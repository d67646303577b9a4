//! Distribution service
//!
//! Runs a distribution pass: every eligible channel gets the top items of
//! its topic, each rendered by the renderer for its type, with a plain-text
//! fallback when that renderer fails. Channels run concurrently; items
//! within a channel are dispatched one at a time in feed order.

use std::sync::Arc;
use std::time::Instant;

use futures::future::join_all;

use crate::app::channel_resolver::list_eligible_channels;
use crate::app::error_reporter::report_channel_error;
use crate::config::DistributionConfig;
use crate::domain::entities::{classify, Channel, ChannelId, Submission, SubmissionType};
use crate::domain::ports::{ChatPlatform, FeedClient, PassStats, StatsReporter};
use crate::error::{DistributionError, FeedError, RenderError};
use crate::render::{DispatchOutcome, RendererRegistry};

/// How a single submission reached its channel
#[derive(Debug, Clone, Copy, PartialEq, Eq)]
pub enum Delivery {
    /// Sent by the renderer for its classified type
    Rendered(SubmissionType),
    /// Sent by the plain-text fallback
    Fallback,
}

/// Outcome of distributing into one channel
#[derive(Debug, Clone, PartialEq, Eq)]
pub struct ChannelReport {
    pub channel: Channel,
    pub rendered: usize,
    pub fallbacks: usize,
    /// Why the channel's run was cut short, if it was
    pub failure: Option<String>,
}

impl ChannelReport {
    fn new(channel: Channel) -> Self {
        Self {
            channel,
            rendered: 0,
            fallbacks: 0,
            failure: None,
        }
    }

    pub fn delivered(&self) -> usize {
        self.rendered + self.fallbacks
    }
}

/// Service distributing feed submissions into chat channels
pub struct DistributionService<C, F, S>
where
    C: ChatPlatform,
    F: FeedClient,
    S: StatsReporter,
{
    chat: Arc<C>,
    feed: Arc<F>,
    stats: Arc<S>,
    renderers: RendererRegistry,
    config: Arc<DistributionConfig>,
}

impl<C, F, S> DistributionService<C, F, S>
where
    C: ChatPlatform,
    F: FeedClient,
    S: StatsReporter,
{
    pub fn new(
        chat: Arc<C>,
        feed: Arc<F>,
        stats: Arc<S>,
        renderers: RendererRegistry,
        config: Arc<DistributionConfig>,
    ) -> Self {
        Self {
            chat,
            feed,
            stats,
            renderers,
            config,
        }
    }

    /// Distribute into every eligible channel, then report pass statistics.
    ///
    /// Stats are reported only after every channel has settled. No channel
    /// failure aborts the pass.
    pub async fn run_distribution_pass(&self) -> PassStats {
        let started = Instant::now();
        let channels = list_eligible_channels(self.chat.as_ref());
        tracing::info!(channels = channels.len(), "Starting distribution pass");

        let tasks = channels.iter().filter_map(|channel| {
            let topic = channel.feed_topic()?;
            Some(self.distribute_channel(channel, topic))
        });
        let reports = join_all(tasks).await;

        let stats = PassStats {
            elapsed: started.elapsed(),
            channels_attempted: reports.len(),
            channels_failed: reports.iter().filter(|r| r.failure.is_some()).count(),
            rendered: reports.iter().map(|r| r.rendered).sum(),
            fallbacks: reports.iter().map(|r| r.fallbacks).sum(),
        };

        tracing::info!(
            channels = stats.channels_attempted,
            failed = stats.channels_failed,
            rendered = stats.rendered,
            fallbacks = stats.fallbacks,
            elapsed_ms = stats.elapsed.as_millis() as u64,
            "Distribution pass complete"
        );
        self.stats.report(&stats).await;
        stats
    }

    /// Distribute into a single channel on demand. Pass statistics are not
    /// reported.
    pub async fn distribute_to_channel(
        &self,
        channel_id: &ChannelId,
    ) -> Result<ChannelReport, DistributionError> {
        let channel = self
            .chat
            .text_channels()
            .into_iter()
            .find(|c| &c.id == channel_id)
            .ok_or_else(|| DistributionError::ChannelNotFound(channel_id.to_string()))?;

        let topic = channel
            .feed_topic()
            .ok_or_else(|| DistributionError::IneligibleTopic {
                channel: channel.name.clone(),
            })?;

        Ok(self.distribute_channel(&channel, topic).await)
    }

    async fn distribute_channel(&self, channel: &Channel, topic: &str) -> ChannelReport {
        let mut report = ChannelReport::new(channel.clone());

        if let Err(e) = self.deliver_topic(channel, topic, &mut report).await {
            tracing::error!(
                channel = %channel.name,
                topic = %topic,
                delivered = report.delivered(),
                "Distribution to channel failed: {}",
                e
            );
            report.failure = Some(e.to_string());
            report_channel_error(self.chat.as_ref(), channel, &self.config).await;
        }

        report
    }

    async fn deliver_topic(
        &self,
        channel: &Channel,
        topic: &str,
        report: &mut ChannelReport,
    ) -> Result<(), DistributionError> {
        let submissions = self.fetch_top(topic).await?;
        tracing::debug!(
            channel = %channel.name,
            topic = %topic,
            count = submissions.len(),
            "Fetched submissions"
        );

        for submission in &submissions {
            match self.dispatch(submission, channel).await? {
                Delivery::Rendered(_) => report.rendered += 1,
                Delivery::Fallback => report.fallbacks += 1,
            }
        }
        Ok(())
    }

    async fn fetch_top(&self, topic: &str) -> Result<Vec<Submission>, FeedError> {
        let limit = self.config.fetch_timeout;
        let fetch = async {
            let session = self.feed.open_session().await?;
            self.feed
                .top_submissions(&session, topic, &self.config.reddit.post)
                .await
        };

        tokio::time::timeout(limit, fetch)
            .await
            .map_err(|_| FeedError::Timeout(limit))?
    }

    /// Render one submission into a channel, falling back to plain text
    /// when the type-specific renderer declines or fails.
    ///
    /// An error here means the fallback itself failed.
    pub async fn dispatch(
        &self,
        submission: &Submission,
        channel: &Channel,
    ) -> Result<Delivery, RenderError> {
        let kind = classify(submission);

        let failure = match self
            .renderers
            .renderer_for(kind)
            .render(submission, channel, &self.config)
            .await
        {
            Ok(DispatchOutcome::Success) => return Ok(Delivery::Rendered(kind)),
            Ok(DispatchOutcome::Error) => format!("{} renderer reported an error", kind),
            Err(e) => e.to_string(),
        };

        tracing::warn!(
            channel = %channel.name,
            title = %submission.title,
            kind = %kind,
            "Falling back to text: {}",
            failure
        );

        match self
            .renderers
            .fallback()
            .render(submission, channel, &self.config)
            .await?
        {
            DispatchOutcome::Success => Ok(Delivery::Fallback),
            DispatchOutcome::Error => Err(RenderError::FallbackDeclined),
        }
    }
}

++++

Would you give the entries back word for word?

* _Answer below_
repository d67646303577b9a4
//! Distribution service
//!
//! Runs a distribution pass: every eligible channel gets the top items of
//! its topic, each rendered by the renderer for its type, with a plain-text
//! fallback when that renderer fails. Channels run concurrently; items
//! within a channel are dispatched one at a time in feed order.

use std::sync::Arc;
use std::time::Instant;

use futures::future::join_all;

use crate::app::channel_resolver::list_eligible_channels;
use crate::app::error_reporter::report_channel_error;
use crate::config::DistributionConfig;
use crate::domain::entities::{classify, Channel, ChannelId, Submission, SubmissionType};
use crate::domain::ports::{ChatPlatform, FeedClient, PassStats, StatsReporter};
use crate::error::{DistributionError, FeedError, RenderError};
use crate::render::{DispatchOutcome, RendererRegistry};

/// How a single submission reached its channel
#[derive(Debug, Clone, Copy, PartialEq, Eq)]
pub enum Delivery {
    /// Sent by the renderer for its classified type
    Rendered(SubmissionType),
    /// Sent by the plain-text fallback
    Fallback,
}

/// Outcome of distributing into one channel
#[derive(Debug, Clone, PartialEq, Eq)]
pub struct ChannelReport {
    pub channel: Channel,
    pub rendered: usize,
    pub fallbacks: usize,
    /// Why the channel's run was cut short, if it was
    pub failure: Option<String>,
}

impl ChannelReport {
    fn new(channel: Channel) -> Self {
        Self {
            channel,
            rendered: 0,
            fallbacks: 0,
            failure: None,
        }
    }

    pub fn delivered(&self) -> usize {
        self.rendered + self.fallbacks
    }
}

/// Service distributing feed submissions into chat channels
pub struct DistributionService<C, F, S>
where
    C: ChatPlatform,
    F: FeedClient,
    S: StatsReporter,
{
    chat: Arc<C>,
    feed: Arc<F>,
    stats: Arc<S>,
    renderers: RendererRegistry,
    config: Arc<DistributionConfig>,
}

impl<C, F, S> DistributionService<C, F, S>
where
    C: ChatPlatform,
    F: FeedClient,
    S: StatsReporter,
{
    pub fn new(
        chat: Arc<C>,
        feed: Arc<F>,
        stats: Arc<S>,
        renderers: RendererRegistry,
        config: Arc<DistributionConfig>,
    ) -> Self {
        Self {
            chat,
            feed,
            stats,
            renderers,
            config,
        }
    }

    /// Distribute into every eligible channel, then report pass statistics.
    ///
    /// Stats are reported only after every channel has settled. No channel
    /// failure aborts the pass.
    pub async fn run_distribution_pass(&self) -> PassStats {
        let started = Instant::now();
        let channels = list_eligible_channels(self.chat.as_ref());
        tracing::info!(channels = channels.len(), "Starting distribution pass");

        let tasks = channels.iter().filter_map(|channel| {
            let topic = channel.feed_topic()?;
            Some(self.distribute_channel(channel, topic))
        });
        let reports = join_all(tasks).await;

        let stats = PassStats {
            elapsed: started.elapsed(),
            channels_attempted: reports.len(),
            channels_failed: reports.iter().filter(|r| r.failure.is_some()).count(),
            rendered: reports.iter().map(|r| r.rendered).sum(),
            fallbacks: reports.iter().map(|r| r.fallbacks).sum(),
        };

        tracing::info!(
            channels = stats.channels_attempted,
            failed = stats.channels_failed,
            rendered = stats.rendered,
            fallbacks = stats.fallbacks,
            elapsed_ms = stats.elapsed.as_millis() as u64,
            "Distribution pass complete"
        );
        self.stats.report(&stats).await;
        stats
    }

    /// Distribute into a single channel on demand. Pass statistics are not
    /// reported.
    pub async fn distribute_to_channel(
        &self,
        channel_id: &ChannelId,
    ) -> Result<ChannelReport, DistributionError> {
        let channel = self
            .chat
            .text_channels()
            .into_iter()
            .find(|c| &c.id == channel_id)
            .ok_or_else(|| DistributionError::ChannelNotFound(channel_id.to_string()))?;

        let topic = channel
            .feed_topic()
            .ok_or_else(|| DistributionError::IneligibleTopic {
                channel: channel.name.clone(),
            })?;

        Ok(self.distribute_channel(&channel, topic).await)
    }

    async fn distribute_channel(&self, channel: &Channel, topic: &str) -> ChannelReport {
        let mut report = ChannelReport::new(channel.clone());

        if let Err(e) = self.deliver_topic(channel, topic, &mut report).await {
            tracing::error!(
                channel = %channel.name,
                topic = %topic,
                delivered = report.delivered(),
                "Distribution to channel failed: {}",
                e
            );
            report.failure = Some(e.to_string());
            report_channel_error(self.chat.as_ref(), channel, &self.config).await;
        }

        report
    }

    async fn deliver_topic(
        &self,
        channel: &Channel,
        topic: &str,
        report: &mut ChannelReport,
    ) -> Result<(), DistributionError> {
        let submissions = self.fetch_top(topic).await?;
        tracing::debug!(
            channel = %channel.name,
            topic = %topic,
            count = submissions.len(),
            "Fetched submissions"
        );

        for submission in &submissions {
            match self.dispatch(submission, channel).await? {
                Delivery::Rendered(_) => report.rendered += 1,
                Delivery::Fallback => report.fallbacks += 1,
            }
        }
        Ok(())
    }

    async fn fetch_top(&self, topic: &str) -> Result<Vec<Submission>, FeedError> {
        let limit = self.config.fetch_timeout;
        let fetch = async {
            let session = self.feed.open_session().await?;
            self.feed
                .top_submissions(&session, topic, &self.config.reddit.post)
                .await
        };

        tokio::time::timeout(limit, fetch)
            .await
            .map_err(|_| FeedError::Timeout(limit))?
    }

    /// Render one submission into a channel, falling back to plain text
    /// when the type-specific renderer declines or fails.
    ///
    /// An error here means the fallback itself failed.
    pub async fn dispatch(
        &self,
        submission: &Submission,
        channel: &Channel,
    ) -> Result<Delivery, RenderError> {
        let kind = classify(submission);

        let failure = match self
            .renderers
            .renderer_for(kind)
            .render(submission, channel, &self.config)
            .await
        {
            Ok(DispatchOutcome::Success) => return Ok(Delivery::Rendered(kind)),
            Ok(DispatchOutcome::Error) => format!("{} renderer reported an error", kind),
            Err(e) => e.to_string(),
        };

        tracing::warn!(
            channel = %channel.name,
            title = %submission.title,
            kind = %kind,
            "Falling back to text: {}",
            failure
        );

        match self
            .renderers
            .fallback()
            .render(submission, channel, &self.config)
            .await?
        {
            DispatchOutcome::Success => Ok(Delivery::Fallback),
            DispatchOutcome::Error => Err(RenderError::FallbackDeclined),
        }
    }
}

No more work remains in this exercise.